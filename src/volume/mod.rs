//! Volume Module
//!
//! Paged, byte-addressable storage. Every byte the engine persists goes
//! through a `Volume`; the store never touches files directly.
//!
//! ## Responsibilities
//! - Present a logically infinite address space split into fixed pages
//! - Split reads/writes that straddle page boundaries
//! - Grow on demand, zero-filling newly exposed pages
//! - Force durability on `sync()`
//!
//! ## Address Decomposition
//! ```text
//!   offset (u64)
//! ┌──────────────────────────────┬───────────────────────┐
//! │ page index (offset >> shift) │ in-page (offset&mask) │
//! └──────────────────────────────┴───────────────────────┘
//! ```
//!
//! Two interchangeable backends: [`MemoryVolume`] (growable page array) and
//! [`FileVolume`] (random-access file). Both satisfy the same bounds and grow
//! semantics, so the store is backend-agnostic.

mod file;
mod lockfile;
mod memory;
mod retry;

use crate::config::Config;
use crate::error::{EmberError, Result};

pub use file::FileVolume;
pub use lockfile::FileLock;
pub use memory::MemoryVolume;
pub use retry::{remove_with_retry, rename_with_retry};

/// Settings shared by all volume backends
#[derive(Debug, Clone)]
pub struct VolumeOptions {
    /// log2 of the page size
    pub page_shift: u32,

    /// Zero-fill pages exposed by `ensure_available`
    pub zero_out: bool,

    /// Log a backtrace for writes covering this offset
    pub print_stack_at_offset: Option<u64>,
}

impl VolumeOptions {
    pub fn from_config(config: &Config) -> Self {
        Self {
            page_shift: config.page_shift(),
            zero_out: config.zero_unused_space,
            print_stack_at_offset: config.diagnostics.print_stack_at_offset,
        }
    }

    pub fn page_size(&self) -> usize {
        1usize << self.page_shift
    }

    /// Round `offset` up to the next page boundary
    pub fn round_to_page(&self, offset: u64) -> u64 {
        let mask = (1u64 << self.page_shift) - 1;
        (offset + mask) & !mask
    }

    /// Emit the diagnostic backtrace if this write covers the watched offset
    pub(crate) fn trace_write(&self, offset: u64, len: usize) {
        if let Some(watch) = self.print_stack_at_offset {
            if watch >= offset && watch < offset + len as u64 {
                tracing::warn!(
                    offset,
                    len,
                    watch,
                    backtrace = %std::backtrace::Backtrace::force_capture(),
                    "Volume write covers watched offset"
                );
            }
        }
    }
}

impl Default for VolumeOptions {
    fn default() -> Self {
        Self::from_config(&Config::default())
    }
}

/// Byte-addressable paged storage
///
/// All methods take `&self`; backends synchronize internally. Callers must
/// still arbitrate which offsets they write (the store does this).
pub trait Volume: Send + Sync {
    /// Grow the backing storage so that `[0, offset)` is addressable
    fn ensure_available(&self, offset: u64) -> Result<()>;

    /// Write `data` at `offset`; the whole range must be addressable
    fn write(&self, offset: u64, data: &[u8]) -> Result<()>;

    /// Fill `buf` from `offset`; the whole range must be addressable
    fn read_into(&self, offset: u64, buf: &mut [u8]) -> Result<()>;

    /// Addressable size in bytes (always a whole number of pages)
    fn length(&self) -> u64;

    /// Page granularity in bytes
    fn page_size(&self) -> usize;

    /// Force all prior writes to durable storage
    fn sync(&self) -> Result<()>;

    /// Flush and release the backing medium; further access fails
    fn close(&self) -> Result<()>;

    fn is_closed(&self) -> bool;

    /// Read `len` bytes at `offset`
    fn read(&self, offset: u64, len: usize) -> Result<Vec<u8>> {
        let mut buf = vec![0u8; len];
        self.read_into(offset, &mut buf)?;
        Ok(buf)
    }

    /// Overwrite `[offset, offset + len)` with zeroes
    fn clear(&self, offset: u64, len: u64) -> Result<()> {
        let chunk = self.page_size() as u64;
        let zeros = vec![0u8; chunk as usize];
        let mut pos = offset;
        let end = offset + len;
        while pos < end {
            let n = (end - pos).min(chunk);
            self.write(pos, &zeros[..n as usize])?;
            pos += n;
        }
        Ok(())
    }

    fn read_u64(&self, offset: u64) -> Result<u64> {
        let mut buf = [0u8; 8];
        self.read_into(offset, &mut buf)?;
        Ok(u64::from_le_bytes(buf))
    }

    fn write_u64(&self, offset: u64, value: u64) -> Result<()> {
        self.write(offset, &value.to_le_bytes())
    }
}

/// One page-local piece of a larger access
#[derive(Debug, Clone, Copy, PartialEq, Eq)]
pub(crate) struct PageSpan {
    pub page: usize,
    pub in_page: usize,
    pub len: usize,
    /// Position of this piece within the caller's buffer
    pub buf_pos: usize,
}

/// Split `[offset, offset + len)` at page boundaries
pub(crate) fn page_spans(offset: u64, len: usize, page_shift: u32) -> impl Iterator<Item = PageSpan> {
    let page_size = 1usize << page_shift;
    let mask = (page_size as u64) - 1;
    let mut pos = 0usize;
    std::iter::from_fn(move || {
        if pos >= len {
            return None;
        }
        let abs = offset + pos as u64;
        let in_page = (abs & mask) as usize;
        let n = (page_size - in_page).min(len - pos);
        let span = PageSpan {
            page: (abs >> page_shift) as usize,
            in_page,
            len: n,
            buf_pos: pos,
        };
        pos += n;
        Some(span)
    })
}

/// Fail with `Address` unless `[offset, offset + len)` fits in `size`
pub(crate) fn check_bounds(offset: u64, len: usize, size: u64) -> Result<()> {
    match offset.checked_add(len as u64) {
        Some(end) if end <= size => Ok(()),
        _ => Err(EmberError::Address {
            offset,
            len: len as u64,
            size,
        }),
    }
}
----------------
_YOUR ASSIGNMENT:_ Please give again the lines above between the line holding "self.write(pos, &zeros[..n as" and the line holding "let span = PageSpan", inclusive, exactly as they are and with nothing added.

_RESULT FOR THIS TASK:_
            self.write(pos, &zeros[..n as usize])?;
            pos += n;
        }
        Ok(())
    }

    fn read_u64(&self, offset: u64) -> Result<u64> {
        let mut buf = [0u8; 8];
        self.read_into(offset, &mut buf)?;
        Ok(u64::from_le_bytes(buf))
    }

    fn write_u64(&self, offset: u64, value: u64) -> Result<()> {
        self.write(offset, &value.to_le_bytes())
    }
}

/// One page-local piece of a larger access
#[derive(Debug, Clone, Copy, PartialEq, Eq)]
pub(crate) struct PageSpan {
    pub page: usize,
    pub in_page: usize,
    pub len: usize,
    /// Position of this piece within the caller's buffer
    pub buf_pos: usize,
}

/// Split `[offset, offset + len)` at page boundaries
pub(crate) fn page_spans(offset: u64, len: usize, page_shift: u32) -> impl Iterator<Item = PageSpan> {
    let page_size = 1usize << page_shift;
    let mask = (page_size as u64) - 1;
    let mut pos = 0usize;
    std::iter::from_fn(move || {
        if pos >= len {
            return None;
        }
        let abs = offset + pos as u64;
        let in_page = (abs & mask) as usize;
        let n = (page_size - in_page).min(len - pos);
        let span = PageSpan {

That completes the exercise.